This study was involved in the development and validation of PILs for CHD, and the previous researches developed and validated leaflets on peptic ulcer, hypertension, diabetes, asthma,[11] hemodialysis[14] and chronic obstructive pulmonary disease,[15] diabetic foot ulcer,[16] and tuberculosis.[8] This study is unique, compared to previous studies as many of the earlier studies used either western formula or user-testing questionnaires to assess the readability of PILs. In the present study, readability was evaluated by both western formula and user testing questionnaires.[4],[11],[14],[15] The mean BALD score for developed PILs in English language was better compared to previous studies,[11],[15],[16] and the score was similar to Mateti et al.[14] The mean BALD score for the prepared PILs in the Kannada language was 27 whereas 26 in previous studies.[10],[16]

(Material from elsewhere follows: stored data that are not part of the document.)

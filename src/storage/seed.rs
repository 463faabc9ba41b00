use crate::models::{Question, Quiz, User};

/// Bcrypt hash of the default admin password.
const ADMIN_PASSWORD_HASH: &str = "$2a$10$92IXUNpkjO0rOQ5byMi.Ye4oKoEa3Ro9llC/.og/at2.uheWG/igi";

/// Accounts present in the in-memory backend at startup.
pub fn users() -> Vec<User> {
    vec![User {
        id: 1,
        username: "admin".to_string(),
        email: "admin@quiz.com".to_string(),
        password_hash: ADMIN_PASSWORD_HASH.to_string(),
        is_admin: true,
    }]
}

/// Fixed quiz catalog for the in-memory backend. The relational backend
/// loads the same content from `db/schema.sql`.
pub fn quizzes() -> Vec<Quiz> {
    vec![
        Quiz {
            id: 1,
            title: "Cybersecurity Fundamentals".to_string(),
            description: "Test your knowledge of cybersecurity basics".to_string(),
            questions: vec![
                Question {
                    id: 1,
                    text: "What does CIA stand for in cybersecurity?".to_string(),
                    options: vec![
                        "Central Intelligence Agency".to_string(),
                        "Confidentiality, Integrity, Availability".to_string(),
                        "Computer Information Access".to_string(),
                        "Cyber Intelligence Analysis".to_string(),
                    ],
                    correct_index: 1,
                },
                Question {
                    id: 2,
                    text: "Which of the following is a type of malware?".to_string(),
                    options: vec![
                        "Firewall".to_string(),
                        "Antivirus".to_string(),
                        "Trojan".to_string(),
                        "Router".to_string(),
                    ],
                    correct_index: 2,
                },
                Question {
                    id: 3,
                    text: "What is phishing?".to_string(),
                    options: vec![
                        "A type of fishing".to_string(),
                        "Social engineering attack via email".to_string(),
                        "Network protocol".to_string(),
                        "Encryption method".to_string(),
                    ],
                    correct_index: 1,
                },
                Question {
                    id: 4,
                    text: "What is the purpose of a firewall?".to_string(),
                    options: vec![
                        "Speed up internet".to_string(),
                        "Block unauthorized access".to_string(),
                        "Store passwords".to_string(),
                        "Encrypt files".to_string(),
                    ],
                    correct_index: 1,
                },
                Question {
                    id: 5,
                    text: "Which encryption is strongest?".to_string(),
                    options: vec![
                        "DES".to_string(),
                        "3DES".to_string(),
                        "AES-256".to_string(),
                        "MD5".to_string(),
                    ],
                    correct_index: 2,
                },
            ],
        },
        Quiz {
            id: 2,
            title: "Network Security".to_string(),
            description: "Advanced network security concepts".to_string(),
            questions: vec![
                Question {
                    id: 1,
                    text: "What port does HTTPS use?".to_string(),
                    options: vec![
                        "80".to_string(),
                        "443".to_string(),
                        "21".to_string(),
                        "25".to_string(),
                    ],
                    correct_index: 1,
                },
                Question {
                    id: 2,
                    text: "What is a DDoS attack?".to_string(),
                    options: vec![
                        "Data theft".to_string(),
                        "Distributed Denial of Service".to_string(),
                        "Database corruption".to_string(),
                        "Device malfunction".to_string(),
                    ],
                    correct_index: 1,
                },
                Question {
                    id: 3,
                    text: "What is network segmentation?".to_string(),
                    options: vec![
                        "Dividing network into segments".to_string(),
                        "Joining networks".to_string(),
                        "Network speed optimization".to_string(),
                        "Cable management".to_string(),
                    ],
                    correct_index: 0,
                },
            ],
        },
    ]
}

In our study, the readability score was attained 7.4 for FK-GL and 61.5 for the FRE. In another study, FRE score was 73.9 better than our study, and the FK-GL score was 6.1 lesser than our study.[16] The previous studies achieved 68.3 scores for FRE which is more compared to our study and 7.4 for FK-GL which is similar to our study.[15] FRE score was 72.4 and 80 in other studies which was more compared to our study.[4],[11] Most of the studies used western scales to assess readability, and these scales are not suitable for Indian languages. Hence, the present study was attempted to evaluate the readability of Kannada and Malayalam language leaflet by user testing. In our research, the mean score of user-testing questionnaires had notably improved from 45 to 79.30 which is better than the previous researches. The improvement in the scores was due to the provision of PILs (information about symptoms, risk factors, diagnosis, diet, and lifestyle, commonly prescribed medications, and the importance of regular checkups) and allowed the participants to read the PILs for 20 min. After reading the PILs, the posttest was done to reevaluate the knowledge. In the previous study, the overall user-testing mean score was 44.25–69.62[14], whereas the overall user-testing mean score for another study was 43.4–69.7.[16] In previous research work, the overall user opinion on the leaflet content and design was 81.44%[14] and 82.4% in another research study[16], which is almost similar to our study. The limitations of the study include the following: long-term retention of knowledge was not evaluated and the readability of Kannada and Malayalam language PILs was not performed due to the unavailability of the readability formulae in the Indian languages.


   Conclusion Top


The readability of the Indian language PILs was assessed in a better way by user-testing questionnaires compared to the western scales of FRE and FK-GL readability methods. In our study, the knowledge about the disease and medication had significantly been improved after reading the PILs. Nearly 82.55% of patients rated the PILs as good design and content.

Acknowledgment

Researchers would like to thank all the faculties of Department of Pharmacy Practice, NGSM Institute of Pharmaceutical Sciences and Department of Cardiology, K.S. Hegde Medical Academy, Justice K.S. Hegde Charitable Hospital, for their valuable suggestions advice. Researchers also would like to express their sincere gratitude to Nitte (Deemed to be University), Mangaluru, for providing the required facilities to carry out our research work.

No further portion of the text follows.